# Freidora Taurus Professional 2 no funciona.



## bivalvo (Dic 10, 2017)

Buenas a todos.

Estaba arreglando también la freidora (sí, en mi cocina todo se ha puesto de acuerdo para estropearse  )...

El caso es que el otro día dejó de calentar la resistencia y me encontré esta pieza flotando en el aceite, como si se hubiera soltado de algún sitio... ¿Alguien sabe para qué es?



Parece una pieza que sostenga algo cuando empieza a dilatarse por el calor. No lo tengo muy claro...

El caso es que no sé si va relacionado directamente con el no-funcionamiento de la freidora. He testeado la resistencia y da continuidad (una resistencia de menos de 50 ohm) estando desconectada la freidora...

Parece un electrodoméstico muy simple, ¿alguien me da algún consejo para ver de dónde puede venir el fallo? Muchas gracias a todos! Os dejo fotos del cacharro


----------



## SKYFALL (Dic 10, 2017)

Hay mas elementos de control relacionados con la resistencia, debes verificar que funcionen correctamente


----------



## bivalvo (Dic 10, 2017)

SKYFALL dijo:


> Hay mas elementos de control relacionados con la resistencia, debes verificar que funcionen correctamente



Es lo que estoy probando ahora mismo, de la pieza sabes algo?

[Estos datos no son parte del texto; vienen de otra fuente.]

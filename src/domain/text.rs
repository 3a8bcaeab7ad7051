/// Decodes UTF-8, dropping invalid sequences instead of replacing them.
pub fn decode_utf8_ignoring(bytes: &[u8]) -> String {
    bytes.utf8_chunks().map(|chunk| chunk.valid()).collect()
}

#[cfg(test)]
mod tests {
    use super::*;

    #[test]
    fn invalid_bytes_are_dropped() {
        assert_eq!(decode_utf8_ignoring(b"ab\xffcd"), "abcd");
        assert_eq!(decode_utf8_ignoring(b"\xc3"), "");
        assert_eq!(decode_utf8_ignoring("olá".as_bytes()), "olá");
    }
}
use lettre::Message;
use lettre::message::header::{ContentDisposition, ContentId, ContentType};
use lettre::message::{Attachment, Mailbox, MultiPart, SinglePart};
use log::debug;
use std::fs;
use std::path::{Path, PathBuf};

use crate::compose::body::{file_name, html_to_plain};
use crate::domain::email::InlineImage;
use crate::domain::text::decode_utf8_ignoring;
use crate::error::{EzmailError, Result};

/// Parts shared by every recipient of one batch.
#[derive(Debug, Clone, Copy)]
pub struct MessageParts<'a> {
    pub from: &'a str,
    pub subject: Option<&'a str>,
    pub html: &'a str,
    pub inline_images: &'a [InlineImage],
    pub attachments: &'a [PathBuf],
}

/// Builds the complete `multipart/mixed` message for one recipient.
///
/// Layout: `alternative(plain, html)`, then inline images, then attachments.
/// Attachments are read from disk on every call; files removed since they were
/// added are left out.
pub fn build_message(parts: &MessageParts<'_>, to: &str) -> Result<Message> {
    let from: Mailbox = parts
        .from
        .parse()
        .map_err(|e| EzmailError::InvalidInput(format!("invalid sender '{}': {e}", parts.from)))?;
    let to_mailbox: Mailbox = to
        .parse()
        .map_err(|e| EzmailError::InvalidInput(format!("invalid recipient '{to}': {e}")))?;

    // plain first: clients render the last alternative they understand
    let alternative = MultiPart::alternative()
        .singlepart(SinglePart::plain(html_to_plain(parts.html)))
        .singlepart(SinglePart::html(parts.html.to_string()));
    let mut mixed = MultiPart::mixed().multipart(alternative);

    for img in parts.inline_images {
        mixed = mixed.singlepart(inline_part(img)?);
    }

    for path in parts.attachments {
        if let Some(part) = attachment_part(path)? {
            mixed = mixed.singlepart(part);
        }
    }

    Message::builder()
        .from(from)
        .to(to_mailbox)
        .subject(parts.subject.unwrap_or(""))
        .multipart(mixed)
        .map_err(|e| EzmailError::InvalidInput(format!("failed to build email: {e}")))
}

fn inline_part(img: &InlineImage) -> Result<SinglePart> {
    let content_type = parse_content_type(&format!("image/{}", img.mime_subtype))?;
    Ok(SinglePart::builder()
        .header(content_type)
        .header(ContentDisposition::inline_with_name(&img.filename))
        .header(ContentId::from(format!("<{}>", img.cid)))
        .body(img.bytes.clone()))
}

fn attachment_part(path: &Path) -> Result<Option<SinglePart>> {
    if !path.is_file() {
        debug!("attachment {} no longer exists, leaving it out", path.display());
        return Ok(None);
    }

    let data = fs::read(path)?;
    let name = file_name(path);
    let mime = mime_guess::from_path(path).first_or_octet_stream();

    let part = match mime.type_().as_str() {
        "text" => {
            let content_type = parse_content_type(&format!("{}; charset=utf-8", mime.essence_str()))?;
            Attachment::new(name).body(decode_utf8_ignoring(&data), content_type)
        }
        // image, audio and everything else travel as binary under their guessed type
        _ => Attachment::new(name).body(data, parse_content_type(mime.essence_str())?),
    };
    Ok(Some(part))
}

fn parse_content_type(s: &str) -> Result<ContentType> {
    ContentType::parse(s).map_err(|e| EzmailError::InvalidInput(format!("bad content type {s}: {e}")))
}

#[cfg(test)]
mod tests {
    use super::*;

    fn formatted(msg: &Message) -> String {
        String::from_utf8(msg.formatted()).unwrap()
    }

    fn parts<'a>(html: &'a str, images: &'a [InlineImage], attachments: &'a [PathBuf]) -> MessageParts<'a> {
        MessageParts {
            from: "me@example.com",
            subject: Some("Welcome!"),
            html,
            inline_images: images,
            attachments,
        }
    }

    #[test]
    fn headers_and_alternative_order() {
        let msg = build_message(&parts("<p>Hello</p>", &[], &[]), "you@example.com").unwrap();
        let raw = formatted(&msg);

        assert!(raw.contains("From: me@example.com"));
        assert!(raw.contains("To: you@example.com"));
        assert!(raw.contains("Subject: Welcome!"));
        assert!(raw.contains("multipart/mixed"));
        assert!(raw.contains("multipart/alternative"));

        let plain = raw.find("text/plain").unwrap();
        let html = raw.find("text/html").unwrap();
        assert!(plain < html);
        assert!(raw.contains("<p>Hello</p>"));
    }

    #[test]
    fn missing_subject_is_empty() {
        let mut p = parts("x", &[], &[]);
        p.subject = None;
        let raw = formatted(&build_message(&p, "you@example.com").unwrap());
        assert!(raw.contains("Subject:"));
        assert!(!raw.contains("Subject: Welcome!"));
    }

    #[test]
    fn inline_images_carry_content_id() {
        let images = vec![InlineImage {
            cid: "logo_cid".into(),
            mime_subtype: "png".into(),
            bytes: vec![1, 2, 3],
            filename: "logo.png".into(),
        }];
        let raw = formatted(&build_message(&parts("x", &images, &[]), "you@example.com").unwrap());
        assert!(raw.contains("Content-ID: <logo_cid>"));
        assert!(raw.contains("image/png"));
        assert!(raw.contains("inline; filename=\"logo.png\""));
    }

    #[test]
    fn attachments_typed_by_extension() {
        let dir = tempfile::tempdir().unwrap();
        let pdf = dir.path().join("report.pdf");
        let blob = dir.path().join("data.unknownext");
        fs::write(&pdf, b"%PDF-1.4").unwrap();
        fs::write(&blob, b"\x00\x01").unwrap();

        let attachments = vec![pdf, blob];
        let raw = formatted(&build_message(&parts("x", &[], &attachments), "you@example.com").unwrap());
        assert!(raw.contains("application/pdf"));
        assert!(raw.contains("attachment; filename=\"report.pdf\""));
        assert!(raw.contains("application/octet-stream"));
        assert!(raw.contains("attachment; filename=\"data.unknownext\""));
    }

    #[test]
    fn deleted_attachment_is_left_out() {
        let dir = tempfile::tempdir().unwrap();
        let kept = dir.path().join("kept.pdf");
        let gone = dir.path().join("gone.pdf");
        fs::write(&kept, b"%PDF").unwrap();
        fs::write(&gone, b"%PDF").unwrap();
        fs::remove_file(&gone).unwrap();

        let attachments = vec![kept, gone];
        let raw = formatted(&build_message(&parts("x", &[], &attachments), "you@example.com").unwrap());
        assert!(raw.contains("kept.pdf"));
        assert!(!raw.contains("gone.pdf"));
    }

    #[test]
    fn invalid_recipient_is_an_error() {
        assert!(matches!(
            build_message(&parts("x", &[], &[]), "not an address"),
            Err(EzmailError::InvalidInput(_))
        ));
    }
}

Respecto a los componentes, cualquier consejo es bien recibido


----------



## danimallen5 (Dic 10, 2017)

La pieza que comentas es un simple tope metalico para apoye la resistencia o algo similar. Lo primero hay q verificar que el termostato de seguridad no este disparado, pulsar el boton y comprobar continuidad. Tambien podria fallar el contacto que lleva, para que solo funcione cuando esta colocado el cabezal en su lugar, aparece en el centro de la imagen, donde conecta el cable rojo. Revisar el cableado tambien porque se suele quemar con falsos contactos. Y por ultimo el termostato, comprobar si actua o no, suele ser lo que menos falla y si falla se suele quedar con el contacto cerrado y no para de calentar hasta que salta el termostato de seguridad y si no lo rearmas, no calienta nada.


----------



## peperc (Dic 10, 2017)

dudo que haya estado flotando.
y lo unico que se me ocurre es que en una reparacion anterior algun MONSTRUO haya usado eso para hacer un puente.

caso contrario:
esa pieza estaba suelta hace rato y ese aparato dejo de funcionar por otro motivo.


----------



## capitanp (Dic 10, 2017)

es un soporte para que la resistencia no se mueva o toque el fondo


----------



## DOSMETROS (Dic 10, 2017)

Sin desconectar nada , probar continudad de :

Resistencia.
Termostato fijo.
Termostato regulable (que esté encendido ).
Podría haber un termofusible escondido.
Podría haber un microswitch , que si no detecta el peso del aceite , no encienda.


Es un circuito elementalmente sencillo , todo en serie.


----------



## pandacba (Dic 10, 2017)

Que marca es? modelo?


----------



## bivalvo (Dic 10, 2017)

danimallen5 dijo:


> La pieza que comentas es un simple tope metalico para apoye la resistencia o algo similar. Lo primero hay q verificar que el termostato de seguridad no este disparado, pulsar el boton y comprobar continuidad. Tambien podria fallar el contacto que lleva, para que solo funcione cuando esta colocado el cabezal en su lugar, aparece en el centro de la imagen, donde conecta el cable rojo. Revisar el cableado tambien porque se suele quemar con falsos contactos. Y por ultimo el termostato, comprobar si actua o no, suele ser lo que menos falla y si falla se suele quedar con el contacto cerrado y no para de calentar hasta que salta el termostato de seguridad y si no lo rearmas, no calienta nada.



¿Qué botón dices? ¿El de reset? Si te refieres a ese está como muy suelto, no ofrece resistencia alguna al dedo... Sube con demasiada facilidad.

Voy a probar lo que me dices. Tiene sentido que la pieza sea para eso. Eso justifica que estuviera flotando en el aceite.



peperc dijo:


> dudo que haya estado flotando.
> y lo unico que se me ocurre es que en una reparacion anterior algun MONSTRUO haya usado eso para hacer un puente.
> 
> caso contrario:
> esa pieza estaba suelta hace rato y ese aparato dejo de funcionar por otro motivo.



Apunta a lo segundo, sí.



DOSMETROS dijo:


> Sin desconectar nada , probar continudad de :
> 
> Resistencia.
> Termostato fijo.
> ...



Sí que es sencillo. Voy a aislar todos los componentes y os digo. Gracias.



pandacba dijo:


> Que marca es? modelo?



Ahí en la foto aparece. Es una Taurus Professional 2. Ojo que la bandeja con los mandos tiene el siguiente aspecto:







Y no este:


----------



## pandacba (Dic 10, 2017)

Te puede servir esto


----------



## Pinchavalvulas (Dic 12, 2017)

Pareciera un "clip" para sujetar los alambres de los termopares.
En el minuto 8:36 del video se ve como hay dos de esos sujetando los cables. Aunque el fleje flotador parece grande....


----------



## bivalvo (Dic 31, 2017)

OK, voy a ver que puedo hacer para detectar el fallo, aunque ya probaré en 2018, que hoy es un día con mucho que preparar


----------